[Stored data]
——

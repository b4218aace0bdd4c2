use bigdecimal::BigDecimal;
use serde_json::Value;

use crate::de::Decoder;
use crate::error::{DecodeError, EncodeError};
use crate::ser::Encoder;
use crate::value::Primitive;
use crate::wire::{Wire, number};

macro_rules! impl_wire_integer {
    ($($ty:ident => $variant:ident),* $(,)?) => {
        $(
            impl Wire for $ty {
                fn decode(value: &Value, decoder: &Decoder<'_>) -> Result<Self, DecodeError> {
                    number::decode_integer(value, decoder.options().lenient_numbers, stringify!($ty))
                }

                #[inline]
                fn encode(&self, encoder: &Encoder<'_>) -> Result<Value, EncodeError> {
                    encoder.encode_primitive(&Primitive::$variant(*self))
                }
            }
        )*
    };
}

impl_wire_integer! {
    i8 => I8,
    i16 => I16,
    i32 => I32,
    i64 => I64,
    i128 => I128,
    u8 => U8,
    u16 => U16,
    u32 => U32,
    u64 => U64,
}

impl Wire for u128 {
    fn decode(value: &Value, decoder: &Decoder<'_>) -> Result<Self, DecodeError> {
        number::decode_u128(value, decoder.options().lenient_numbers)
    }

    #[inline]
    fn encode(&self, encoder: &Encoder<'_>) -> Result<Value, EncodeError> {
        encoder.encode_primitive(&Primitive::U128(*self))
    }
}

impl Wire for f64 {
    fn decode(value: &Value, decoder: &Decoder<'_>) -> Result<Self, DecodeError> {
        number::decode_f64(value, decoder.options().lenient_numbers, "f64")
    }

    #[inline]
    fn encode(&self, encoder: &Encoder<'_>) -> Result<Value, EncodeError> {
        encoder.encode_primitive(&Primitive::F64(*self))
    }
}

impl Wire for f32 {
    fn decode(value: &Value, decoder: &Decoder<'_>) -> Result<Self, DecodeError> {
        number::decode_f32(value, decoder.options().lenient_numbers)
    }

    #[inline]
    fn encode(&self, encoder: &Encoder<'_>) -> Result<Value, EncodeError> {
        encoder.encode_primitive(&Primitive::F32(*self))
    }
}

impl Wire for BigDecimal {
    fn decode(value: &Value, decoder: &Decoder<'_>) -> Result<Self, DecodeError> {
        number::decode_decimal(value, decoder.options().lenient_numbers)
    }

    fn encode(&self, encoder: &Encoder<'_>) -> Result<Value, EncodeError> {
        encoder.encode_primitive(&Primitive::Decimal(self.clone()))
    }
}

impl Wire for bool {
    fn decode(value: &Value, _: &Decoder<'_>) -> Result<Self, DecodeError> {
        match value {
            Value::Bool(b) => Ok(*b),
            other => Err(DecodeError::shape("bool", other)),
        }
    }

    #[inline]
    fn encode(&self, _: &Encoder<'_>) -> Result<Value, EncodeError> {
        Ok(Value::Bool(*self))
    }
}

impl Wire for char {
    fn decode(value: &Value, _: &Decoder<'_>) -> Result<Self, DecodeError> {
        let Value::String(s) = value else {
            return Err(DecodeError::shape("char", value));
        };
        let mut chars = s.chars();
        match (chars.next(), chars.next()) {
            (Some(c), None) => Ok(c),
            _ => Err(DecodeError::coercion(value, "char")),
        }
    }

    #[inline]
    fn encode(&self, _: &Encoder<'_>) -> Result<Value, EncodeError> {
        Ok(Value::String(self.to_string()))
    }
}

impl Wire for String {
    /// Numbers and booleans are accepted in their JSON text form when
    /// lenient numbers are enabled.
    fn decode(value: &Value, decoder: &Decoder<'_>) -> Result<Self, DecodeError> {
        match value {
            Value::String(s) => Ok(s.clone()),
            Value::Number(n) if decoder.options().lenient_numbers => Ok(n.to_string()),
            Value::Bool(b) if decoder.options().lenient_numbers => Ok(b.to_string()),
            other => Err(DecodeError::shape("string", other)),
        }
    }

    #[inline]
    fn encode(&self, _: &Encoder<'_>) -> Result<Value, EncodeError> {
        Ok(Value::String(self.clone()))
    }
}
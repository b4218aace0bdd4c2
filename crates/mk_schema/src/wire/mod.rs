//! The [`Wire`] trait: how a field type crosses the JSON boundary.

// -----------------------------------------------------------------------------
// Modules

mod container;
mod number;
mod scalar;

// -----------------------------------------------------------------------------
// Wire

use serde_json::Value;

use crate::de::Decoder;
use crate::error::{DecodeError, EncodeError};
use crate::ser::Encoder;

/// A type that can be read from and written to a JSON value.
///
/// Implemented for scalars, `String`, `BigDecimal`, `Option<T>`, `Vec<T>`,
/// [`Dynamic`](crate::value::Dynamic), [`OpenMap`](crate::value::OpenMap),
/// `serde_json::Value` and every [`Schema`](crate::Schema) type. Mask boxes
/// get an implementation from [`impl_mask!`](crate::impl_mask).
///
/// Implementations report failures at the value they were given; callers
/// prefix the location.
pub trait Wire: Send + Sync + Sized + 'static {
    fn decode(value: &Value, decoder: &Decoder<'_>) -> Result<Self, DecodeError>;

    fn encode(&self, encoder: &Encoder<'_>) -> Result<Value, EncodeError>;

    /// Returns `true` if the value encodes to `null`.
    #[inline]
    fn is_null(&self) -> bool {
        false
    }
}
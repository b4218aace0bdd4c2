use core::fmt;
use std::sync::Arc;

use crate::info::access::FieldAccess;
use crate::info::{ViewContext, ViewContexts};
use crate::value::ChangeSet;

/// Lookup key for a wire name. Matching is case-insensitive by default.
#[inline]
pub(crate) fn normalize(wire_name: &str) -> String {
    wire_name.to_lowercase()
}

// -----------------------------------------------------------------------------
// FieldDescriptor

/// Wire-level metadata of one declared field.
#[derive(Clone)]
pub struct FieldDescriptor {
    name: &'static str,
    wire_name: &'static str,
    key: String,
    type_path: &'static str,
    contexts: ViewContexts,
    always: ViewContexts,
    context_names: Vec<(ViewContext, &'static str)>,
    omit_null: bool,
    proxy: Option<&'static str>,
    access: Arc<dyn FieldAccess>,
}

impl FieldDescriptor {
    pub(crate) fn new(
        name: &'static str,
        type_path: &'static str,
        access: Arc<dyn FieldAccess>,
    ) -> Self {
        Self {
            name,
            wire_name: name,
            key: normalize(name),
            type_path,
            contexts: ViewContexts::empty(),
            always: ViewContexts::empty(),
            context_names: Vec::new(),
            omit_null: false,
            proxy: None,
            access,
        }
    }

    /// The logical (Rust) field name.
    #[inline]
    pub fn name(&self) -> &'static str {
        self.name
    }

    /// The property name used when no context-specific name applies.
    #[inline]
    pub fn wire_name(&self) -> &'static str {
        self.wire_name
    }

    /// Property name to emit under `context`.
    pub fn wire_name_for(&self, context: ViewContext) -> &'static str {
        self.context_names
            .iter()
            .find_map(|(ctx, name)| (*ctx == context).then_some(*name))
            .unwrap_or(self.wire_name)
    }

    /// Normalized wire name, the descriptor's lookup key.
    #[inline]
    pub fn key(&self) -> &str {
        &self.key
    }

    /// Rust type path of the declared field type.
    #[inline]
    pub fn type_path(&self) -> &'static str {
        self.type_path
    }

    /// Contexts the field participates in. Empty declarations mean `DEFAULT`.
    #[inline]
    pub fn contexts(&self) -> ViewContexts {
        if self.contexts.is_empty() {
            ViewContexts::DEFAULT
        } else {
            self.contexts
        }
    }

    /// Whether the field appears at all under `context`.
    ///
    /// `always` and context-specific names opt the field into their own
    /// context on top of the declared ones.
    pub fn participates_in(&self, context: ViewContext) -> bool {
        self.contexts().includes(context)
            || self.always.includes(context)
            || self.context_names.iter().any(|(ctx, _)| *ctx == context)
    }

    /// Contexts in which the field is emitted even when unchanged.
    #[inline]
    pub fn always(&self) -> ViewContexts {
        self.always
    }

    #[inline]
    pub fn omits_null(&self) -> bool {
        self.omit_null
    }

    /// Name of the envelope property for proxied collections.
    #[inline]
    pub fn proxy(&self) -> Option<&'static str> {
        self.proxy
    }

    /// Decides whether the field is emitted under `context`.
    ///
    /// For changed-only contexts a field also needs to be `always` there or be
    /// named, logically or by wire name, in `changes`. Objects without a change
    /// set treat every field as changed.
    pub fn is_eligible(&self, context: ViewContext, changes: Option<&ChangeSet>) -> bool {
        if !self.participates_in(context) {
            return false;
        }
        if !context.is_changed_only() || self.always.includes(context) {
            return true;
        }
        changes.is_none_or(|changes| {
            changes.contains(self.name)
                || changes.contains(self.wire_name)
                || changes.contains(self.wire_name_for(context))
        })
    }

    #[inline]
    pub(crate) fn access(&self) -> &dyn FieldAccess {
        &*self.access
    }

    pub(crate) fn access_arc(&self) -> Arc<dyn FieldAccess> {
        Arc::clone(&self.access)
    }

    pub(crate) fn with_access(&self, access: Arc<dyn FieldAccess>) -> Self {
        Self {
            access,
            ..self.clone()
        }
    }

    pub(crate) fn set_wire_name(&mut self, wire_name: &'static str) {
        self.wire_name = wire_name;
        self.key = normalize(wire_name);
    }

    pub(crate) fn add_context(&mut self, context: ViewContext) {
        self.contexts |= context.flag();
    }

    pub(crate) fn add_always(&mut self, context: ViewContext) {
        self.always |= context.flag();
    }

    pub(crate) fn set_context_name(&mut self, context: ViewContext, wire_name: &'static str) {
        self.context_names.retain(|(ctx, _)| *ctx != context);
        self.context_names.push((context, wire_name));
    }

    pub(crate) fn set_omit_null(&mut self) {
        self.omit_null = true;
    }

    pub(crate) fn set_proxy(&mut self, property: &'static str) {
        self.proxy = Some(property);
    }
}

impl fmt::Debug for FieldDescriptor {
    fn fmt(&self, f: &mut fmt::Formatter<'_>) -> fmt::Result {
        f.debug_struct("FieldDescriptor")
            .field("name", &self.name)
            .field("wire_name", &self.wire_name)
            .field("type_path", &self.type_path)
            .field("contexts", &self.contexts())
            .field("always", &self.always)
            .field("omit_null", &self.omit_null)
            .field("proxy", &self.proxy)
            .finish_non_exhaustive()
    }
}
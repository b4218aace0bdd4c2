use std::borrow::Cow;
use std::fmt;

use serde_json::Value;
use thiserror::Error;

// -----------------------------------------------------------------------------
// JsonPath

#[derive(Debug, Clone, PartialEq, Eq)]
enum Segment {
    Field(String),
    Index(usize),
}

/// Location of a value inside a JSON document, rendered as `$.parts[1].qty`.
///
/// Errors are created at the failing value with an empty path and
/// collect their segments while unwinding, so segments are stored
/// innermost-first.
#[derive(Debug, Clone, Default, PartialEq, Eq)]
pub struct JsonPath {
    reversed: Vec<Segment>,
}

impl JsonPath {
    /// The document root, `$`.
    #[inline]
    pub const fn root() -> Self {
        Self {
            reversed: Vec::new(),
        }
    }

    /// Returns `true` if this path points to the document root.
    #[inline]
    pub fn is_root(&self) -> bool {
        self.reversed.is_empty()
    }

    fn push_field(&mut self, name: &str) {
        self.reversed.push(Segment::Field(name.to_owned()));
    }

    fn push_index(&mut self, index: usize) {
        self.reversed.push(Segment::Index(index));
    }
}

impl fmt::Display for JsonPath {
    fn fmt(&self, f: &mut fmt::Formatter<'_>) -> fmt::Result {
        f.write_str("$")?;
        for segment in self.reversed.iter().rev() {
            match segment {
                Segment::Field(name) => write!(f, ".{name}")?,
                Segment::Index(index) => write!(f, "[{index}]")?,
            }
        }
        Ok(())
    }
}

/// Name of a JSON value kind, as used in diagnostics.
pub fn kind_of(value: &Value) -> &'static str {
    match value {
        Value::Null => "null",
        Value::Bool(_) => "boolean",
        Value::Number(_) => "number",
        Value::String(_) => "string",
        Value::Array(_) => "array",
        Value::Object(_) => "object",
    }
}

// -----------------------------------------------------------------------------
// ConfigurationError

/// Ambiguous or conflicting schema metadata.
///
/// Raised while building a [`TypeDescriptor`](crate::info::TypeDescriptor) or a
/// registry entry. These describe programming mistakes in a type's declaration
/// and are meant to surface in tests, not to be handled at runtime.
#[derive(Debug, Error, Clone, PartialEq, Eq)]
#[non_exhaustive]
pub enum ConfigurationError {
    #[error("type `{type_name}` declares wire name `{wire_name}` more than once")]
    DuplicateField {
        type_name: &'static str,
        wire_name: String,
    },

    #[error("type `{type_name}` declares more than one {direction} override for `{wire_name}`")]
    DuplicateOverride {
        type_name: &'static str,
        wire_name: String,
        direction: &'static str,
    },

    #[error("type `{type_name}` declares an encode override for `{wire_name}`, which is not a field")]
    OrphanEncodeOverride {
        type_name: &'static str,
        wire_name: String,
    },

    #[error("field `{wire_name}` of `{type_name}` is a proxy collection and cannot carry a decode override")]
    ProxyWithOverride {
        type_name: &'static str,
        wire_name: String,
    },

    #[error("type `{type_name}` declares more than one {what}")]
    ConflictingCapability {
        type_name: &'static str,
        what: &'static str,
    },

    #[error("discriminator `{field}` of `{base}` maps no values")]
    EmptyDiscriminator { base: &'static str, field: String },

    #[error("discriminator `{field}` of `{base}` maps `{value}` more than once")]
    DuplicateDiscriminatorValue {
        base: &'static str,
        field: String,
        value: String,
    },
}

// -----------------------------------------------------------------------------
// DecodeError

/// Failure while turning a JSON document into typed values.
///
/// Structural errors (`Shape`, `Coercion`, `MissingWrapper`) indicate a
/// wire-format contract violation and abort the whole call. Unmapped fields
/// and unregistered discriminator values are not errors.
#[derive(Debug, Error)]
#[non_exhaustive]
pub enum DecodeError {
    #[error("expected {expected} but found {found} at `{path}`")]
    Shape {
        path: JsonPath,
        expected: Cow<'static, str>,
        found: &'static str,
    },

    #[error("cannot represent `{value}` as {target} at `{path}`")]
    Coercion {
        path: JsonPath,
        value: String,
        target: &'static str,
    },

    #[error("wrapper property `{0}` is missing")]
    MissingWrapper(String),

    #[error("no implementation registered for `{type_name}` at `{path}`")]
    NoImplementation {
        path: JsonPath,
        type_name: &'static str,
    },

    #[error("`{concrete}` is not registered as an implementation of `{mask}` at `{path}`")]
    NotImplemented {
        path: JsonPath,
        mask: &'static str,
        concrete: &'static str,
    },

    #[error(transparent)]
    Configuration(#[from] ConfigurationError),

    #[error("invalid JSON: {0}")]
    Json(#[from] serde_json::Error),

    #[error("{message} at `{path}`")]
    Custom { path: JsonPath, message: String },
}

impl DecodeError {
    /// Creates an error for an override function or a custom [`Wire`](crate::Wire) implementation.
    pub fn custom(message: impl fmt::Display) -> Self {
        Self::Custom {
            path: JsonPath::root(),
            message: message.to_string(),
        }
    }

    /// Creates a [`DecodeError::Shape`] for `found`.
    pub fn shape(expected: impl Into<Cow<'static, str>>, found: &Value) -> Self {
        Self::Shape {
            path: JsonPath::root(),
            expected: expected.into(),
            found: kind_of(found),
        }
    }

    /// Creates a [`DecodeError::Coercion`].
    pub fn coercion(value: impl fmt::Display, target: &'static str) -> Self {
        Self::Coercion {
            path: JsonPath::root(),
            value: value.to_string(),
            target,
        }
    }

    /// Returns the location of the failing value, if the error has one.
    pub fn path(&self) -> Option<&JsonPath> {
        match self {
            Self::Shape { path, .. }
            | Self::Coercion { path, .. }
            | Self::NoImplementation { path, .. }
            | Self::NotImplemented { path, .. }
            | Self::Custom { path, .. } => Some(path),
            _ => None,
        }
    }

    fn path_mut(&mut self) -> Option<&mut JsonPath> {
        match self {
            Self::Shape { path, .. }
            | Self::Coercion { path, .. }
            | Self::NoImplementation { path, .. }
            | Self::NotImplemented { path, .. }
            | Self::Custom { path, .. } => Some(path),
            _ => None,
        }
    }

    /// Prefixes the error location with an object member.
    #[must_use]
    pub fn in_field(mut self, name: &str) -> Self {
        if let Some(path) = self.path_mut() {
            path.push_field(name);
        }
        self
    }

    /// Prefixes the error location with an array index.
    #[must_use]
    pub fn in_index(mut self, index: usize) -> Self {
        if let Some(path) = self.path_mut() {
            path.push_index(index);
        }
        self
    }
}

// -----------------------------------------------------------------------------
// EncodeError

/// Failure while turning typed values into a JSON document.
#[derive(Debug, Error)]
#[non_exhaustive]
pub enum EncodeError {
    #[error("cannot encode non-finite {kind} at `{path}`")]
    NonFinite { path: JsonPath, kind: &'static str },

    #[error("`{0}` is not a valid JSON number")]
    Number(String),

    #[error(transparent)]
    Configuration(#[from] ConfigurationError),

    #[error("invalid JSON: {0}")]
    Json(#[from] serde_json::Error),

    #[error("{message} at `{path}`")]
    Custom { path: JsonPath, message: String },
}

impl EncodeError {
    /// Creates an error for an override function or a custom [`Wire`](crate::Wire) implementation.
    pub fn custom(message: impl fmt::Display) -> Self {
        Self::Custom {
            path: JsonPath::root(),
            message: message.to_string(),
        }
    }

    /// Returns the location of the failing value, if the error has one.
    pub fn path(&self) -> Option<&JsonPath> {
        match self {
            Self::NonFinite { path, .. } | Self::Custom { path, .. } => Some(path),
            _ => None,
        }
    }

    /// Prefixes the error location with an object member.
    #[must_use]
    pub fn in_field(mut self, name: &str) -> Self {
        if let Self::NonFinite { path, .. } | Self::Custom { path, .. } = &mut self {
            path.push_field(name);
        }
        self
    }

    /// Prefixes the error location with an array index.
    #[must_use]
    pub fn in_index(mut self, index: usize) -> Self {
        if let Self::NonFinite { path, .. } | Self::Custom { path, .. } = &mut self {
            path.push_index(index);
        }
        self
    }
}

// -----------------------------------------------------------------------------
// Tests

#[cfg(test)]
mod tests {
    use serde_json::json;

    use super::{DecodeError, JsonPath};

    #[test]
    fn path_is_built_while_unwinding() {
        let err = DecodeError::shape("i16", &json!("x"))
            .in_field("qty")
            .in_index(1)
            .in_field("parts");

        assert_eq!(err.path().unwrap().to_string(), "$.parts[1].qty");
        assert_eq!(
            err.to_string(),
            "expected i16 but found string at `$.parts[1].qty`"
        );
    }

    #[test]
    fn wrapper_errors_carry_no_path() {
        let err = DecodeError::MissingWrapper("member".into()).in_field("ignored");
        assert!(err.path().is_none());
        assert_eq!(JsonPath::root().to_string(), "$");
    }
}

——

> What this task involves:
Each line of the entries where the string "usize" occurs should be shown.

> Result for this exercise:
    Index(usize),
    fn push_index(&mut self, index: usize) {
    pub fn in_index(mut self, index: usize) -> Self {
    pub fn in_index(mut self, index: usize) -> Self {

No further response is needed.